1. Unless otherwise noted, all proper names are pseudonyms. In some cases details that may reveal identities were also changed. For instance, a person’s occupation may be slightly changed to ensure anonymity. This practice is used to protect the identities of research participants and reduce any potential physical, social, psychological, or political harm from participating in this study. This research was conducted under Institutional Review Board (IRB) approval from University of California, Los Angeles.
2. Hallaca is sometimes spelled ayaca.
3. Corn is assumed to be native to the island and was a principal staple of the Ciboney Indians, who are considered to be a faction of the Western Taíno of Cuba. Hatheway (1957) provides an elaborate account of the history of corn in Cuba.
4. The market was opened on December 31, 1859, and was previously known as Mercado Concha and Mercado Aguilera. In the early 1930s, a fire destroyed the original building and it was reconstructed in 1932.
5. Scholars have referred to post-Soviet Cuba as: “late-socialist” (Henken 2006; Hernández-Reguant 2004; Fernandes 2006; González 2016; Stout 2008; Tanaka 2011; Weinreb 2009), “para-socialist” (Frederik 2012), and even “neoliberal” (Perry 2016). Others have simply labeled it “post-Soviet” (Brotherton 2012; Humphreys 2012).
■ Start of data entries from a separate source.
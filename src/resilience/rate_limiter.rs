use std::collections::VecDeque;
use std::time::Duration;
use tokio::sync::Mutex;
use tokio::time::Instant;
use tracing::debug;

use crate::config::RateLimitConfig;

#[derive(Debug, Clone)]
pub struct RateLimiterSnapshot {
    pub requests: u32,
    pub window_ms: u64,
    /// Admissions recorded inside the trailing window.
    pub in_window: usize,
    /// Estimated wait until the next admission (ms), if currently saturated.
    pub estimated_wait_ms: Option<u64>,
}

/// Sliding-window rate limiter.
///
/// - At most `requests` admissions in any trailing `window`
/// - No fairness queue: a waiter re-checks from scratch after sleeping, so
///   concurrent callers racing a window boundary may be admitted out of order
pub struct RateLimiter {
    cfg: RateLimitConfig,
    window: Mutex<VecDeque<Instant>>,
}

impl RateLimiter {
    pub fn new(cfg: RateLimitConfig) -> Self {
        let capacity = (cfg.requests as usize).min(1024);
        Self {
            cfg,
            window: Mutex::new(VecDeque::with_capacity(capacity)),
        }
    }

    pub fn config(&self) -> &RateLimitConfig {
        &self.cfg
    }

    fn trim_locked(cfg: &RateLimitConfig, window: &mut VecDeque<Instant>, now: Instant) {
        while let Some(&oldest) = window.front() {
            if now.duration_since(oldest) >= cfg.window {
                window.pop_front();
            } else {
                break;
            }
        }
    }

    /// Time until the oldest recorded admission leaves the window, if saturated.
    fn wait_locked(cfg: &RateLimitConfig, window: &VecDeque<Instant>, now: Instant) -> Option<Duration> {
        if window.len() < cfg.requests as usize {
            return None;
        }
        let oldest = *window.front()?;
        Some(cfg.window.saturating_sub(now.duration_since(oldest)))
    }

    /// Suspend until an admission is allowed, then record it.
    pub async fn acquire(&self) {
        let cfg = &self.cfg;

        loop {
            let wait_duration = {
                let mut window = self.window.lock().await;
                let now = Instant::now();
                Self::trim_locked(cfg, &mut window, now);

                match Self::wait_locked(cfg, &window, now) {
                    None => {
                        window.push_back(now);
                        return;
                    }
                    Some(wait) => wait,
                }
            };

            debug!(wait_ms = wait_duration.as_millis() as u64, "rate limit reached, delaying request");
            if !wait_duration.is_zero() {
                tokio::time::sleep(wait_duration).await;
            }
        }
    }

    /// Record an admission only if one is available right now.
    pub async fn try_acquire(&self) -> bool {
        let mut window = self.window.lock().await;
        let now = Instant::now();
        Self::trim_locked(&self.cfg, &mut window, now);

        if Self::wait_locked(&self.cfg, &window, now).is_none() {
            window.push_back(now);
            true
        } else {
            false
        }
    }

    pub async fn snapshot(&self) -> RateLimiterSnapshot {
        let mut window = self.window.lock().await;
        let now = Instant::now();
        Self::trim_locked(&self.cfg, &mut window, now);

        RateLimiterSnapshot {
            requests: self.cfg.requests,
            window_ms: self.cfg.window.as_millis() as u64,
            in_window: window.len(),
            estimated_wait_ms: Self::wait_locked(&self.cfg, &window, now)
                .map(|d| d.as_millis() as u64),
        }
    }
}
Although I have used the term “late-socialist Cuba” in some previous publications (Garth 2009), I now refer to Cuba as “still socialist.” I contend that the ongoing redistributive economy and the extent to which welfare entitlements are still in place clearly indicate that Cuba is still socialist, and, like Frederik (2012), I do not necessarily think that Cuba must inevitably become a typical capitalist economy or neoliberal state, hence the hesitation to label it “late” in some teleological sense.
6. However, see Carney’s The Unending Hunger: Tracing Women and Food Insecurity across Borders (2015) for a nuanced analysis of the relationship between the economics of food acquisition and cultural dimensions of food consumption in the United States.
7. For further discussion see Fischer 2014, and Fischer and Benson 2006.